Now, we'll calculate the integral $ \intop_{0}^{t}\frac{1}{\sqrt{x^{2}+4}}dx $

$ \intop_{0}^{t}\frac{1}{\sqrt{x^{2}+4}}dx=\intop_{0}^{t}\frac{1}{2\sqrt{\left(\frac{x}{2}\right)^{2}+1}}dx $

And let $ \frac{x}{2}=\sinh u $

so $ dx=2\cosh udu $

and we get

$ \intop_{0}^{t}\frac{1}{2\sqrt{\left(\frac{x}{2}\right)^{2}+1}}dx=\intop_{0}^{aricsinh\left(\frac{t}{2}\right)}1du=arcsinh\left(\frac{t}{2}\right)=\ln\left(\frac{t}{2}+\sqrt{1+\left(\frac{t}{2}\right)^{2}}\right) $

In order to determine if the integal converges, its enough to calculate the limit :

$ \lim_{t\to\infty}\left(\ln\left(\frac{t}{2}+\sqrt{1+\left(\frac{t}{2}\right)^{2}}\right)-c\ln\left(t+2\right)\right) $

If c=1 then the limit will be 0, and thus the integral converge, because we'll have:

$ \lim_{t\to\infty}\ln\left(\frac{\frac{t}{2}+\sqrt{1+\left(\frac{t}{2}\right)^{2}}}{t+2}\right)=\ln\left(1\right)=0 $

How can I determine for $ C\neq1 $ ?

Is there a way to calculate the limit for $ C\neq 1 $ ?

Thanks in advacnce

Answer 1

$$I(p)=\int_{0}^{p}\left(\frac{1}{\sqrt{x^{2}+4}}-\frac{C}{x+2}\right)dx=\sinh ^{-1}\left(\frac{p}{2}\right)-C (\log (p+2)-\log (2))$$ Using Taylor expansion $$I(p)=(1-C) \log (p)+C \log (2)-\frac{2 C}{p}+O\left(\frac{1}{p^2}\right)$$ Then ... ??

Answer 2

Note \begin{eqnarray} &&\frac{1}{\sqrt{x^{2}+4}}-\frac{C}{x+2}\\ &=&\frac{x+2-C\sqrt{x^{2}+4}}{(x+2)\sqrt{x^{2}+4}}\\ &=&\frac{(x+2)^2-C^2(x^{2}+4)}{(x+2)\sqrt{x^{2}+4}(x+2+C\sqrt{x^{2}+4})}\\ &=&\frac{(1-C^2)x^2+4x+4(1-C^2)}{(x+2)\sqrt{x^{2}+4}(x+2+C\sqrt{x^{2}+4})} \end{eqnarray} If $1-C^2>0$ or $|C|<1$, then there is $N>0$ such that, for $x>N$, $$ \frac{(1-C^2)x^2+4x+4(1-C^2)}{(x+2)\sqrt{x^{2}+4}(x+2+C\sqrt{x^{2}+4})}>0 $$ and $$ (1-C^2)x^2+4x+4(1-C^2)=O(x^2), (x+2)\sqrt{x^{2}+4}(x+2+C\sqrt{x^{2}+4})=O(x^3)$$ which implies $$ \frac{(1-C^2)x^2+4x+4(1-C^2)}{(x+2)\sqrt{x^{2}+4}(x+2+C\sqrt{x^{2}+4})}=O(\frac1x) $$ and hence $$ \int_N^\infty\bigg(\frac{1}{\sqrt{x^{2}+4}}-\frac{C}{x+2}\bigg)dx $$ diverges.

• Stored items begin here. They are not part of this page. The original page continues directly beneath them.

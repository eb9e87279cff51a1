// ABOUTME: Wire types for the OpenAI Assistants v2, files, vector store, chat and image endpoints
// ABOUTME: Only the fields the server reads or writes are modelled
//
// SPDX-License-Identifier: MIT OR Apache-2.0
// Copyright (c) 2025 Air Lab

use crate::models::AssistantTool;
use serde::{Deserialize, Serialize};

// ============================================================================
// Assistants
// ============================================================================

/// Create/modify payload for an assistant
#[derive(Debug, Clone, Default, Serialize)]
pub struct AssistantParams {
    /// Model name
    pub model: String,
    /// Display name
    #[serde(skip_serializing_if = "Option::is_none")]
    pub name: Option<String>,
    /// Description
    #[serde(skip_serializing_if = "Option::is_none")]
    pub description: Option<String>,
    /// System instructions
    #[serde(skip_serializing_if = "Option::is_none")]
    pub instructions: Option<String>,
    /// Sampling temperature
    #[serde(skip_serializing_if = "Option::is_none")]
    pub temperature: Option<f32>,
    /// Enabled tools
    pub tools: Vec<AssistantTool>,
    /// Vector stores searched by `file_search`
    #[serde(skip_serializing_if = "Option::is_none")]
    pub tool_resources: Option<ToolResources>,
}

impl AssistantParams {
    /// Build the payload mirroring a local assistant record
    #[must_use]
    pub fn from_assistant(assistant: &crate::models::Assistant) -> Self {
        Self {
            model: assistant.model.clone(),
            name: Some(assistant.name.clone()),
            description: assistant.description.clone(),
            instructions: Some(assistant.instructions.clone()),
            temperature: Some(assistant.temperature),
            tools: assistant.tools.clone(),
            tool_resources: assistant
                .vector_store_id
                .as_ref()
                .map(|id| ToolResources::file_search(id.clone())),
        }
    }
}

/// Tool resources attached to an assistant
#[derive(Debug, Clone, Serialize, Deserialize)]
pub struct ToolResources {
    /// File search configuration
    pub file_search: FileSearchResources,
}

impl ToolResources {
    /// Resources pointing `file_search` at one vector store
    #[must_use]
    pub fn file_search(vector_store_id: String) -> Self {
        Self {
            file_search: FileSearchResources {
                vector_store_ids: vec![vector_store_id],
            },
        }
    }
}

/// Vector stores used by `file_search`
#[derive(Debug, Clone, Serialize, Deserialize)]
pub struct FileSearchResources {
    /// Vector store IDs
    pub vector_store_ids: Vec<String>,
}

/// Assistant object returned by `OpenAI`
#[derive(Debug, Clone, Deserialize)]
pub struct RemoteAssistant {
    /// `asst_...` identifier
    pub id: String,
    /// Model
    #[serde(default)]
    pub model: String,
}

/// Deletion acknowledgement
#[derive(Debug, Deserialize)]
pub(crate) struct DeletionStatus {
    #[serde(default)]
    pub deleted: bool,
}

// ============================================================================
// Threads, messages, runs
// ============================================================================

/// Thread object
#[derive(Debug, Clone, Deserialize)]
pub struct Thread {
    /// `thread_...` identifier
    pub id: String,
}

/// Message inside a thread
#[derive(Debug, Clone, Deserialize)]
pub struct ThreadMessage {
    /// `msg_...` identifier
    pub id: String,
    /// `user` or `assistant`
    pub role: String,
    /// Content parts
    #[serde(default)]
    pub content: Vec<MessageContent>,
    /// Run that produced the message, for assistant messages
    #[serde(default)]
    pub run_id: Option<String>,
    /// Unix timestamp
    #[serde(default)]
    pub created_at: i64,
}

impl ThreadMessage {
    /// Concatenated text of all text parts
    #[must_use]
    pub fn text(&self) -> String {
        self.content
            .iter()
            .filter_map(|part| match part {
                MessageContent::Text { text } => Some(text.value.as_str()),
                MessageContent::Other => None,
            })
            .collect::<Vec<_>>()
            .join("\n")
    }
}

/// Content part of a message
#[derive(Debug, Clone, Deserialize)]
#[serde(tag = "type", rename_all = "snake_case")]
pub enum MessageContent {
    /// Text content
    Text {
        /// Text payload
        text: TextContent,
    },
    /// Images and anything newer
    #[serde(other)]
    Other,
}

/// Text payload of a message part
#[derive(Debug, Clone, Deserialize)]
pub struct TextContent {
    /// The text
    pub value: String,
}

/// Paged list wrapper
#[derive(Debug, Deserialize)]
pub(crate) struct ListResponse<T> {
    pub data: Vec<T>,
}

/// Run lifecycle status
#[derive(Debug, Clone, Copy, PartialEq, Eq, Deserialize)]
#[serde(rename_all = "snake_case")]
pub enum RunStatus {
    /// Waiting to start
    Queued,
    /// Executing
    InProgress,
    /// Waiting for tool outputs
    RequiresAction,
    /// Cancellation requested
    Cancelling,
    /// Cancelled
    Cancelled,
    /// Failed
    Failed,
    /// Finished successfully
    Completed,
    /// Stopped early (token limits)
    Incomplete,
    /// Timed out on the `OpenAI` side
    Expired,
    /// Status added after this client was written
    #[serde(other)]
    Unknown,
}

impl RunStatus {
    /// Whether polling can stop
    #[must_use]
    pub const fn is_terminal(self) -> bool {
        matches!(
            self,
            Self::Completed | Self::Failed | Self::Cancelled | Self::Expired
        )
    }

    /// Wire name of the status
    #[must_use]
    pub const fn as_str(self) -> &'static str {
        match self {
            Self::Queued => "queued",
            Self::InProgress => "in_progress",
            Self::RequiresAction => "requires_action",
            Self::Cancelling => "cancelling",
            Self::Cancelled => "cancelled",
            Self::Failed => "failed",
            Self::Completed => "completed",
            Self::Incomplete => "incomplete",
            Self::Expired => "expired",
            Self::Unknown => "unknown",
        }
    }
}

/// Run object
#[derive(Debug, Clone, Deserialize)]
pub struct Run {
    /// `run_...` identifier
    pub id: String,
    /// Current status
    pub status: RunStatus,
    /// Error details for failed runs
    #[serde(default)]
    pub last_error: Option<RunError>,
}

/// Error attached to a failed run
#[derive(Debug, Clone, Deserialize)]
pub struct RunError {
    /// Error code
    #[serde(default)]
    pub code: Option<String>,
    /// Error message
    pub message: String,
}

// ============================================================================
// Files and vector stores
// ============================================================================

/// Uploaded file
#[derive(Debug, Clone, Serialize, Deserialize)]
pub struct FileObject {
    /// `file-...` identifier
    pub id: String,
    /// Original file name
    #[serde(default)]
    pub filename: String,
    /// Size in bytes
    #[serde(default)]
    pub bytes: i64,
}

/// File counts of a vector store
#[derive(Debug, Clone, Default, Serialize, Deserialize)]
pub struct FileCounts {
    /// Files still processing
    #[serde(default)]
    pub in_progress: i64,
    /// Files ready for search
    #[serde(default)]
    pub completed: i64,
    /// Files that failed to index
    #[serde(default)]
    pub failed: i64,
    /// All files
    #[serde(default)]
    pub total: i64,
}

/// Vector store
#[derive(Debug, Clone, Serialize, Deserialize)]
pub struct VectorStore {
    /// `vs_...` identifier
    pub id: String,
    /// Display name
    #[serde(default)]
    pub name: Option<String>,
    /// File counters
    #[serde(default)]
    pub file_counts: FileCounts,
}

/// File attached to a vector store
#[derive(Debug, Clone, Serialize, Deserialize)]
pub struct VectorStoreFile {
    /// File identifier
    pub id: String,
    /// Indexing status
    #[serde(default)]
    pub status: String,
}

// ============================================================================
// Chat completions
// ============================================================================

/// Chat message for completions
#[derive(Debug, Clone, Serialize, Deserialize)]
pub struct ChatMessage {
    /// `system`, `user` or `assistant`
    pub role: String,
    /// Message text
    pub content: String,
}

impl ChatMessage {
    /// System message
    pub fn system(content: impl Into<String>) -> Self {
        Self {
            role: "system".to_owned(),
            content: content.into(),
        }
    }

    /// User message
    pub fn user(content: impl Into<String>) -> Self {
        Self {
            role: "user".to_owned(),
            content: content.into(),
        }
    }
}

/// Chat completion request
#[derive(Debug, Clone, Serialize)]
pub struct ChatCompletionRequest {
    /// Model
    pub model: String,
    /// Conversation
    pub messages: Vec<ChatMessage>,
    /// Sampling temperature
    #[serde(skip_serializing_if = "Option::is_none")]
    pub temperature: Option<f32>,
    /// Output token cap
    #[serde(skip_serializing_if = "Option::is_none")]
    pub max_tokens: Option<u32>,
    /// Set to `{"type":"json_object"}` to force JSON output
    #[serde(skip_serializing_if = "Option::is_none")]
    pub response_format: Option<serde_json::Value>,
}

#[derive(Debug, Deserialize)]
pub(crate) struct ChatCompletionResponse {
    pub choices: Vec<ChatChoice>,
}

#[derive(Debug, Deserialize)]
pub(crate) struct ChatChoice {
    pub message: ChatChoiceMessage,
}

#[derive(Debug, Deserialize)]
pub(crate) struct ChatChoiceMessage {
    #[serde(default)]
    pub content: Option<String>,
}

// ============================================================================
// Images
// ============================================================================

/// Image generation request
#[derive(Debug, Clone, Serialize)]
pub struct ImageGenerationRequest {
    /// Model
    pub model: String,
    /// Prompt
    pub prompt: String,
    /// `WIDTHxHEIGHT`
    pub size: String,
    /// Number of images
    pub n: u32,
}

/// Image edit request, sent as multipart
#[derive(Debug, Clone)]
pub struct ImageEditRequest {
    /// Model
    pub model: String,
    /// Prompt
    pub prompt: String,
    /// `WIDTHxHEIGHT`
    pub size: String,
    /// Source image bytes (PNG)
    pub image: Vec<u8>,
    /// Source image file name
    pub file_name: String,
}

/// Generated image
#[derive(Debug, Clone, Serialize, Deserialize)]
pub struct ImageData {
    /// Hosted URL
    #[serde(default, skip_serializing_if = "Option::is_none")]
    pub url: Option<String>,
    /// Base64 payload
    #[serde(default, skip_serializing_if = "Option::is_none")]
    pub b64_json: Option<String>,
}

// ============================================================================
// Errors
// ============================================================================

#[derive(Debug, Deserialize)]
pub(crate) struct OpenAiErrorResponse {
    pub error: OpenAiErrorDetail,
}

#[derive(Debug, Deserialize)]
pub(crate) struct OpenAiErrorDetail {
    pub message: String,
    #[serde(rename = "type")]
    #[serde(default)]
    pub error_type: Option<String>,
}

#[cfg(test)]
mod tests {
    use super::*;

    #[test]
    fn test_message_text_skips_non_text_parts() {
        let message: ThreadMessage = serde_json::from_value(serde_json::json!({
            "id": "msg_1",
            "role": "assistant",
            "content": [
                {"type": "image_file", "image_file": {"file_id": "file-1"}},
                {"type": "text", "text": {"value": "Hello", "annotations": []}}
            ]
        }))
        .unwrap();
        assert_eq!(message.text(), "Hello");
    }

    #[test]
    fn test_unknown_run_status_is_not_terminal() {
        let run: Run =
            serde_json::from_value(serde_json::json!({"id": "run_1", "status": "paused"})).unwrap();
        assert_eq!(run.status, RunStatus::Unknown);
        assert!(!run.status.is_terminal());
    }
}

So does $$ \int_0^\infty\bigg(\frac{1}{\sqrt{x^{2}+4}}-\frac{C}{x+2}\bigg)dx. $$ If $1-C^2=0$, then $C=\pm1$. For $C=-1$ $$ \frac{1}{\sqrt{x^{2}+4}}-\frac{C}{x+2}=\frac{1}{\sqrt{x^{2}+4}}+\frac{1}{x+2}>\frac{1}{x+2}, $$ and hence the integral diverges. For For $C=1$ $$ \frac{1}{\sqrt{x^{2}+4}}-\frac{1}{x+2}=\frac{4x}{(x+2)\sqrt{x^{2}+4}(x+2+\sqrt{x^2+4}))}=O(\frac{1}{x^2}) $$ and hence the integral converges.